The last element of the current block is added, and the first element of the preceding block is subtracted to get the current total at each step. I'm done now! The entire sliding window algorithm looks like this. Easy, huh? Let's now examine this approach's algorithm.

### Window Sliding Algorithm

The steps for using the sliding window algorithm are as follows:

1. Compute the sum of the first K elements and store it in the current variable. Save it in the variable maximum sum because it is the initial sum, hence the current maximum.
2. Given that the window size is K, we reposition the window to the right and compute the window's item total.
3. If the current exceeds the maximum sum, step 3 updates the maximum, and step 2 is repeated.

### Example

Now that we have an example let's further grasp the method. The starting value of the maximum sum variable is 0, and the procedure is then started. In this instance, k is also assumed to be 3.

Finding the total of the first three consecutive integers, or the numbers from index 0 to 2, is where we start. This first window's sum, which is 37, is kept in the current variable. Since the current now exceeds the maximumSum, the maximumSum variable's value is modified to record 37.

The following three digits are covered by sliding the window a unit distance. By taking 16 out of the current and adding 19 to it, the total of the new current window is calculated. 40 is the current value of the current. Since the most recent current value exceeds the maximumSum when compared, 40 will be stored in the maximumSum variable.

The next 3 digits are covered by shifting the window once more. When 12 is subtracted from the current sum and 11 is added, the result is 39, which is the sum for this window. Because this amount is smaller than maximumSum, maximumSum's value stays the same.

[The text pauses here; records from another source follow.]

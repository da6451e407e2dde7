//! Roster CLI
//!
//! Replays a recorded chat protocol transcript through the roster core and
//! prints every roster change, followed by the final roster.

use clap::Parser;
use roster_core::config::defaults::{CONFIG_DIR_NAME, CONFIG_FILE_NAME};
use roster_core::events::StdoutRosterSink;
use roster_core::RosterConfig;
use std::path::PathBuf;
use std::process::ExitCode;
use std::sync::Arc;
use tokio::io::BufReader;
use tracing_subscriber::EnvFilter;

mod replay;

use replay::{Fixture, FixtureConnection};

/// Roster - replay chat presence transcripts against the roster core
///
/// Each transcript line is one JSON inbound item: a lifecycle event
/// (`{"event": "connecting", "isReconnect": false}`) or a server message
/// (`{"cmd": "NLN", "data": {...}}`).
#[derive(Parser, Debug)]
#[command(name = "roster")]
#[command(version, about, long_about = None)]
struct Args {
    /// Transcript file, or `-` for stdin
    #[arg(short, long, default_value = "-")]
    transcript: String,

    /// Fixture with API responses and profiles to serve during replay
    #[arg(long)]
    fixture: Option<PathBuf>,

    /// Character the recorded connection logged in as (overrides the fixture)
    #[arg(short, long, env = "ROSTER_CHARACTER")]
    character: Option<String>,

    /// Output format: text or json
    #[arg(short, long, default_value = "text")]
    format: OutputFormat,

    /// Configuration file
    #[arg(long, env = "ROSTER_CONFIG")]
    config: Option<PathBuf>,

    /// Print the final roster when the transcript ends
    #[arg(long)]
    dump: bool,
}

#[derive(Debug, Clone, clap::ValueEnum)]
enum OutputFormat {
    Text,
    Json,
}

fn load_config(path: Option<PathBuf>) -> Result<RosterConfig, String> {
    let path = match path {
        Some(path) => path,
        None => match dirs::config_dir()
            .map(|dir| dir.join(CONFIG_DIR_NAME).join(CONFIG_FILE_NAME))
            .filter(|path| path.exists())
        {
            Some(path) => path,
            None => return Ok(RosterConfig::default()),
        },
    };
    tracing::info!("Loading configuration from {}", path.display());
    RosterConfig::from_json_file(&path).map_err(String::from)
}

async fn run(args: Args) -> Result<(), String> {
    let config = load_config(args.config)?;

    let mut fixture = match &args.fixture {
        Some(path) => Fixture::from_json_file(path)?,
        None => Fixture::default(),
    };
    if let Some(character) = args.character {
        fixture.character = character;
    }
    if fixture.character.is_empty() {
        tracing::warn!("No own character given; identity will never be confirmed");
    }

    let json_output = matches!(args.format, OutputFormat::Json);
    let sink = Arc::new(StdoutRosterSink::new(json_output));
    let connection = Arc::new(FixtureConnection::new(fixture));

    tracing::info!("Replaying transcript from {}", args.transcript);
    let outcome = if args.transcript == "-" {
        let reader = BufReader::new(tokio::io::stdin());
        replay::run_replay(reader, connection, sink, config).await?
    } else {
        let file = tokio::fs::File::open(&args.transcript)
            .await
            .map_err(|e| format!("Failed to open {}: {e}", args.transcript))?;
        replay::run_replay(BufReader::new(file), connection, sink, config).await?
    };

    tracing::info!(
        "Replayed {} items ({} skipped, {} failed follow-ups)",
        outcome.stats.processed,
        outcome.skipped,
        outcome.stats.failed
    );

    if args.dump {
        if json_output {
            let json = serde_json::to_string_pretty(&outcome.snapshot)
                .map_err(|e| format!("Failed to serialize roster: {e}"))?;
            println!("{json}");
        } else {
            println!("{}", replay::format_summary(&outcome.snapshot));
        }
    }
    Ok(())
}

#[tokio::main]
async fn main() -> ExitCode {
    // Logs go to stderr so stdout stays machine-readable
    tracing_subscriber::fmt()
        .with_env_filter(
            EnvFilter::try_from_default_env().unwrap_or_else(|_| EnvFilter::new("info")),
        )
        .with_target(false)
        .with_writer(std::io::stderr)
        .init();

    let args = Args::parse();

    match run(args).await {
        Ok(()) => ExitCode::SUCCESS,
        Err(e) => {
            eprintln!("Error: {e}");
            ExitCode::FAILURE
        }
    }
}
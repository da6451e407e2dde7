//! Roster Core Library
//!
//! Roster synchronization for a chat client: a registry of every character
//! the client has seen, kept in step with the server's presence stream and
//! the site's relationship lists. This crate holds no transport; the chat
//! connection and profile store are reached through traits.
//!
//! # Modules
//!
//! - [`character`] - Character record, status and gender enums
//! - [`registry`] - Case-insensitive character registry
//! - [`status`] - Status transitions and derived presence views
//! - [`lists`] - Friend, bookmark, ignore, op and character-friend lists
//! - [`reconnect`] - Connecting/connected handling and resync
//! - [`overrides`] - Local display overrides
//! - [`state`] - The roster state aggregate and snapshots
//! - [`ingest`] - Ordered event ingestion and follow-up tasks
//! - [`roster`] - Shared async roster handle
//! - [`protocol`] - Inbound message and API response types
//! - [`connection`] - Connection and profile collaborator traits
//! - [`events`] - Change sink trait for decoupling from consumers
//! - [`config`] - Configuration
//! - [`error`] - Error types

pub mod character;
pub mod config;
pub mod connection;
pub mod error;
pub mod events;
pub mod ingest;
pub mod lists;
pub mod overrides;
pub mod protocol;
pub mod reconnect;
pub mod registry;
pub mod roster;
pub mod state;
pub mod status;

// Re-export commonly used types
pub use character::{Character, CharacterColor, Gender, Status};
pub use config::RosterConfig;
pub use connection::{CharacterProfile, Connection, ConnectionError, NoProfiles, ProfileSource};
pub use error::{Result, RosterError};
pub use events::{
    ChannelRosterSink, NoOpRosterSink, RosterChange, RosterList, RosterSink, RosterUpdate,
    StdoutRosterSink,
};
pub use ingest::{EventIngestion, IngestStats};
pub use overrides::{OverrideInput, OverrideKind, Overrides};
pub use protocol::{
    ApiEndpoint, BookmarkListResponse, ConnectionEvent, FriendEdge, FriendListResponse,
    IgnoreAction, Inbound, PresenceEntry, RelationshipChange, RelationshipKind, ServerMessage,
    StatusCommand,
};
pub use registry::CharacterKey;
pub use roster::Roster;
pub use state::{Followup, RosterSnapshot, RosterState};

A new window now covers the last three numbers. At this point, the total is determined to equal 38. This variable's value is unaffected since it is lower than maximumSum's (40) value. Now that all three consecutive number combinations have been considered, their sums have all been determined. Finally, the maximum sum, represented by the number 40, is returned.

Output:

```40
```

Output:

```40
```

Output:

```40
```

### Complicated timing

Given that we use a single loop to compute the most considerable sum in the technique mentioned earlier, the time complexity of the code is O(N).

## Conclusion

For competitive coding, the sliding window algorithm is an important subject. Many issues may be resolved by making a few little adjustments to the algorithm. In this essay, we first recognize the issue statement before recognizing the simplistic solution. Finally, we learned a more effective method and its C++, Java, and Python source code. Our professionals are available around the clock to assist you with any code problems you could have.

• The Sliding Window Algorithm is heavily utilized, with the window size used for any problem-solving or algorithm analysis remaining constant throughout the program. The naïve method may then be optimized using the Sliding Window Technique, and the complexity can be decreased.
• This sliding window algorithm's time complexity, where N is the number of items present, is O(N).
• It must always be used when the window's size is fixed.
• Depending on our preferences and the task requirements, we may implement this algorithm in various ways, such as iterating from right to left or left to right.